Hey, I was a paid canvasser for Pennsylvania Public Interest Research Group (PIRG) in the 1980s so having to go into Westinghouse neighborhoods with brochures containing anti-science nonsense like how evil nuclear power was , well, it was a tough sell.  But I did it.  Conservatives get that we are paid to do a job so there is no sense of entitlement. In my case I conceded there stance on nuclear power was unmitigated, unscientific crap but they had a good idea with a ‘bottle bill’ that would slap a nickel on bottles and keep bloated government out of the recycling industry.

It failed, obviously.  To my knowledge, PIRG was the only environmental group not endorsing more bureaucracy and laws to solve a simple problem.  Now, instead of having Boy Scouts come by to pick up bottles which a private company recycles, we sort trash uselessly and it sits in landfills for as long as regular garbage while no gains have been made in recycling efficiency because the government does not care about efficiency, but rather just the appearance of action.

That says a thing or two about Google also.  “He doesn’t work here anymore!” said Lee Dunn, who works for Google’s federal lobbying team, to a group of conservative bloggers Tuesday at a luncheon at The Heritage Foundation about Doug Edwards, the former executive who asked Pres. Obama for higher tax rates. “It sometimes pains me as a Republican to see ex-Google executives standing up asking for more taxes.”

What Edwards did not do was just voluntarily and without any publicity write a friggin’ check.  Nor did Warren Buffet.  Instead, it is the usual attention-whoring.   No one can gripe about Buffet, though is research on how much money rich people actually paid was apparently conducted by NPR – it certainly wasn’t fact, yet Edwards is more clueless because he doesn’t get that he basically got lucky getting rich.  He didn’t climb off of a boat with 15 bucks and work his way up in America, he got lucky to be in Google at the right time – they had a decent product, a search engine, and parleyed that into revenue by buying AdSense technology and exploiting small sites by never telling them how much they are selling the advertising for, just giving a $.35 CPM and telling the peasants to like it.
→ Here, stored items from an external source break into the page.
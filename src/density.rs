//! Per-vertex density attribution and region statistics.
//!
//! Densities always come from the *source* intensity volume, not from the
//! windowed or filtered copy used for segmentation, so the values reported
//! to a clinician stay in scanner units.

use rayon::prelude::*;

use crate::enums::Sampling;
use crate::error::{PipelineError, Result};
use crate::interpolator::Interpolator;
use crate::mesh::Mesh;
use crate::roi::IndexBox;
use crate::segment::VolumeMask;
use crate::volume::VolumeGrid;

/// Voxel selection for [`statistics`].
#[derive(Clone, Copy, Debug)]
pub enum StatsRegion<'a> {
    Whole,
    Box(&'a IndexBox),
    Mask(&'a VolumeMask),
}

/// Summary statistics over a region of the intensity volume.
/// A value object: recomputed on demand, never cached across region edits.
#[derive(Clone, Copy, Debug, PartialEq)]
pub struct DensityStats {
    pub min: f32,
    pub max: f32,
    pub mean: f32,
    pub median: f32,
    pub std_dev: f32,
}

/// Attach a density to every mesh vertex by sampling the source volume at
/// the vertex's physical position. Returns a new mesh; the input mesh and
/// the volume are untouched.
pub fn annotate(mesh: &Mesh, volume: &VolumeGrid, sampling: Sampling) -> Mesh {
    if mesh.vertices.is_empty() {
        return mesh.clone();
    }
    let normals = match sampling {
        Sampling::NearestInterior => vertex_normals(mesh),
        Sampling::Trilinear => Vec::new(),
    };

    let densities = mesh
        .vertices
        .par_iter()
        .enumerate()
        .map(|(i, &p)| {
            let idx = volume.physical_to_index(p);
            match sampling {
                Sampling::Trilinear => Interpolator::trilinear(volume.data(), idx),
                Sampling::NearestInterior => {
                    let idx = offset_into_interior(volume, p, normals[i], idx);
                    Interpolator::nearest(volume.data(), idx)
                }
            }
        })
        .collect();

    Mesh {
        vertices: mesh.vertices.clone(),
        faces: mesh.faces.clone(),
        densities,
    }
}

/// Shift a surface sample half a voxel against the outward normal.
///
/// Extracted vertices sit exactly between an included and an excluded
/// voxel; the shift lands the lookup on the included one, so the vertex
/// reports the density of the material whose surface it lies on.
fn offset_into_interior(
    volume: &VolumeGrid,
    p: [f32; 3],
    normal: [f32; 3],
    mut idx: [f32; 3],
) -> [f32; 3] {
    // index-space direction of the normal, accounting for orientation
    let tip = volume.physical_to_index([p[0] + normal[0], p[1] + normal[1], p[2] + normal[2]]);
    for a in 0..3 {
        let d = tip[a] - idx[a];
        if d > 1e-5 {
            idx[a] -= 0.5;
        } else if d < -1e-5 {
            idx[a] += 0.5;
        }
    }
    idx
}

/// Area-weighted vertex normals from the face winding.
fn vertex_normals(mesh: &Mesh) -> Vec<[f32; 3]> {
    let mut normals = vec![[0.0f32; 3]; mesh.vertices.len()];
    for face in &mesh.faces {
        let [a, b, c] = [
            mesh.vertices[face[0] as usize],
            mesh.vertices[face[1] as usize],
            mesh.vertices[face[2] as usize],
        ];
        let ab = [b[0] - a[0], b[1] - a[1], b[2] - a[2]];
        let ac = [c[0] - a[0], c[1] - a[1], c[2] - a[2]];
        let n = [
            ab[1] * ac[2] - ab[2] * ac[1],
            ab[2] * ac[0] - ab[0] * ac[2],
            ab[0] * ac[1] - ab[1] * ac[0],
        ];
        for &i in face {
            for a in 0..3 {
                normals[i as usize][a] += n[a];
            }
        }
    }
    normals
}

/// Density at the annotated mesh vertex nearest to a physical point.
///
/// The UI layer resolves a click to a physical position; this answers the
/// lookup. Fails with `OutOfRange` when the point lies outside the
/// volume's physical extent, and `EmptyRegion` on a vertex-less mesh.
pub fn probe(mesh: &Mesh, volume: &VolumeGrid, point: [f32; 3]) -> Result<f32> {
    if !volume.contains_physical(point) {
        return Err(PipelineError::OutOfRange);
    }
    let nearest = mesh
        .vertices
        .iter()
        .enumerate()
        .min_by(|(_, a), (_, b)| {
            dist2(a, &point)
                .partial_cmp(&dist2(b, &point))
                .unwrap_or(std::cmp::Ordering::Equal)
        })
        .ok_or(PipelineError::EmptyRegion)?;
    Ok(mesh.densities[nearest.0])
}

fn dist2(a: &[f32; 3], b: &[f32; 3]) -> f32 {
    (0..3).map(|i| (a[i] - b[i]) * (a[i] - b[i])).sum()
}

/// Min/max/mean/median and standard deviation over the selected voxels.
/// Fails with `EmptyRegion` when the region selects nothing.
pub fn statistics(volume: &VolumeGrid, region: StatsRegion<'_>) -> Result<DensityStats> {
    let mut values: Vec<f32> = match region {
        StatsRegion::Whole => volume.data().iter().copied().collect(),
        StatsRegion::Box(b) => {
            let b = b.clamp_to(volume.shape_xyz());
            let mut out = Vec::with_capacity(b.len());
            for z in b.min[2]..b.max[2] {
                for y in b.min[1]..b.max[1] {
                    for x in b.min[0]..b.max[0] {
                        out.push(volume.data()[[z, y, x]]);
                    }
                }
            }
            out
        }
        StatsRegion::Mask(mask) => {
            if mask.dim() != volume.dim() {
                return Err(PipelineError::InvalidParameter(format!(
                    "mask shape {:?} does not match volume shape {:?}",
                    mask.dim(),
                    volume.dim()
                )));
            }
            volume
                .data()
                .iter()
                .zip(mask.data())
                .filter_map(|(&v, &m)| m.then_some(v))
                .collect()
        }
    };

    if values.is_empty() {
        return Err(PipelineError::EmptyRegion);
    }

    values.sort_unstable_by(f32::total_cmp);
    let n = values.len();
    let min = values[0];
    let max = values[n - 1];
    let mean = (values.iter().map(|&v| v as f64).sum::<f64>() / n as f64) as f32;
    let median = if n % 2 == 1 {
        values[n / 2]
    } else {
        (values[n / 2 - 1] + values[n / 2]) / 2.0
    };
    let variance = values
        .iter()
        .map(|&v| {
            let d = v as f64 - mean as f64;
            d * d
        })
        .sum::<f64>()
        / n as f64;
    let std_dev = variance.sqrt() as f32;

    Ok(DensityStats {
        min,
        max,
        mean,
        median,
        std_dev,
    })
}

#[cfg(test)]
mod tests {
    use super::*;
    use crate::isosurface::extract;
    use crate::segment::segment;
    use ndarray::Array3;

    /// 8x8x8 zero volume with a 4^3 block of `value` at 2..6 on each axis.
    fn block_volume(value: f32) -> VolumeGrid {
        let data = Array3::from_shape_fn((8, 8, 8), |(z, y, x)| {
            if (2..6).contains(&x) && (2..6).contains(&y) && (2..6).contains(&z) {
                value
            } else {
                0.0
            }
        });
        VolumeGrid::new(data, (1.0, 1.0, 1.0)).unwrap()
    }

    #[test]
    fn interior_sampling_reads_the_material_density() {
        let volume = block_volume(1000.0);
        let mask = segment(&volume, 500.0, None);
        let mesh = extract(&mask, volume.spacing(), volume.origin());
        let annotated = annotate(&mesh, &volume, Sampling::NearestInterior);
        assert_eq!(annotated.densities.len(), annotated.vertices.len());
        for (i, &d) in annotated.densities.iter().enumerate() {
            assert_eq!(d, 1000.0, "vertex {i} sampled outside the block");
        }
    }

    #[test]
    fn trilinear_sampling_straddles_the_boundary() {
        let volume = block_volume(1000.0);
        let mask = segment(&volume, 500.0, None);
        let mesh = extract(&mask, volume.spacing(), volume.origin());
        let annotated = annotate(&mesh, &volume, Sampling::Trilinear);
        // midpoint vertices blend the included and excluded voxel
        for &d in &annotated.densities {
            assert!(d > 0.0 && d < 1000.0);
        }
    }

    #[test]
    fn annotate_leaves_the_input_mesh_alone() {
        let volume = block_volume(700.0);
        let mask = segment(&volume, 500.0, None);
        let mesh = extract(&mask, volume.spacing(), volume.origin());
        let annotated = annotate(&mesh, &volume, Sampling::NearestInterior);
        assert!(mesh.densities.iter().all(|&d| d == 0.0));
        assert_eq!(annotated.vertices, mesh.vertices);
        assert_eq!(annotated.faces, mesh.faces);
    }

    #[test]
    fn probe_returns_the_nearest_vertex_density() {
        let volume = block_volume(850.0);
        let mask = segment(&volume, 500.0, None);
        let mesh = annotate(
            &extract(&mask, volume.spacing(), volume.origin()),
            &volume,
            Sampling::NearestInterior,
        );
        let d = probe(&mesh, &volume, [4.0, 4.0, 1.6]).unwrap();
        assert_eq!(d, 850.0);
    }

    #[test]
    fn probe_rejects_points_outside_the_volume() {
        let volume = block_volume(850.0);
        let mesh = Mesh::default();
        assert!(matches!(
            probe(&mesh, &volume, [100.0, 0.0, 0.0]),
            Err(PipelineError::OutOfRange)
        ));
        // inside the volume but the mesh has no vertices
        assert!(matches!(
            probe(&mesh, &volume, [4.0, 4.0, 4.0]),
            Err(PipelineError::EmptyRegion)
        ));
    }

    #[test]
    fn single_voxel_statistics_collapse() {
        let volume = block_volume(123.0);
        let one = IndexBox {
            min: [3, 3, 3],
            max: [4, 4, 4],
        };
        let stats = statistics(&volume, StatsRegion::Box(&one)).unwrap();
        assert_eq!(stats.min, 123.0);
        assert_eq!(stats.max, 123.0);
        assert_eq!(stats.mean, 123.0);
        assert_eq!(stats.median, 123.0);
        assert_eq!(stats.std_dev, 0.0);
    }

    #[test]
    fn statistics_over_a_mask() {
        let volume = block_volume(1000.0);
        let mask = segment(&volume, 500.0, None);
        let stats = statistics(&volume, StatsRegion::Mask(&mask)).unwrap();
        assert_eq!(stats.min, 1000.0);
        assert_eq!(stats.max, 1000.0);
        assert_eq!(stats.std_dev, 0.0);

        let whole = statistics(&volume, StatsRegion::Whole).unwrap();
        assert_eq!(whole.min, 0.0);
        assert_eq!(whole.max, 1000.0);
        let included = 4.0f32 * 4.0 * 4.0;
        let expected_mean = 1000.0 * included / 512.0;
        assert!((whole.mean - expected_mean).abs() < 1e-3);
        assert_eq!(whole.median, 0.0);
    }

    #[test]
    fn empty_region_is_an_error() {
        let volume = block_volume(1.0);
        let empty = IndexBox {
            min: [5, 5, 5],
            max: [5, 5, 5],
        };
        assert!(matches!(
            statistics(&volume, StatsRegion::Box(&empty)),
            Err(PipelineError::EmptyRegion)
        ));
        let empty_mask = segment(&volume, 1e9, None);
        assert!(matches!(
            statistics(&volume, StatsRegion::Mask(&empty_mask)),
            Err(PipelineError::EmptyRegion)
        ));
    }
}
They’ve done nothing right since but Edwards may still be making money from the stock, yet he doesn’t understand how artificial that is.  He doesn’t get that taxes have proven to be nothing but a blockade to wealth and that they impact everything, even if a trumped up class warfare claim says otherwise.

Google, officially, may sense a change is coming in 2012 (hard to say – it looks bad for Obama but if the current crop of Republican candidates in the lead stay in the lead, it looks worse for the GOP) and they don’t want to lose their next anti-trust suit (what? Can’t happen, the president has no control?  Tell that to Solyndra, who got better DOE loan rates and a sweetheart deal from the IRS thanks to having a key Obama fundraiser as an investor) so they need lobbyists to Jedi mind trick government officials into believing Google takes no sides.

An anti-trust probe is not going to be called off as easily as the IRS.  Nor are donations to MoveOn.org and campaigns to give government more control of the Internet – they seem to believe it would always be a Democrat government but 2008 was a long time ago.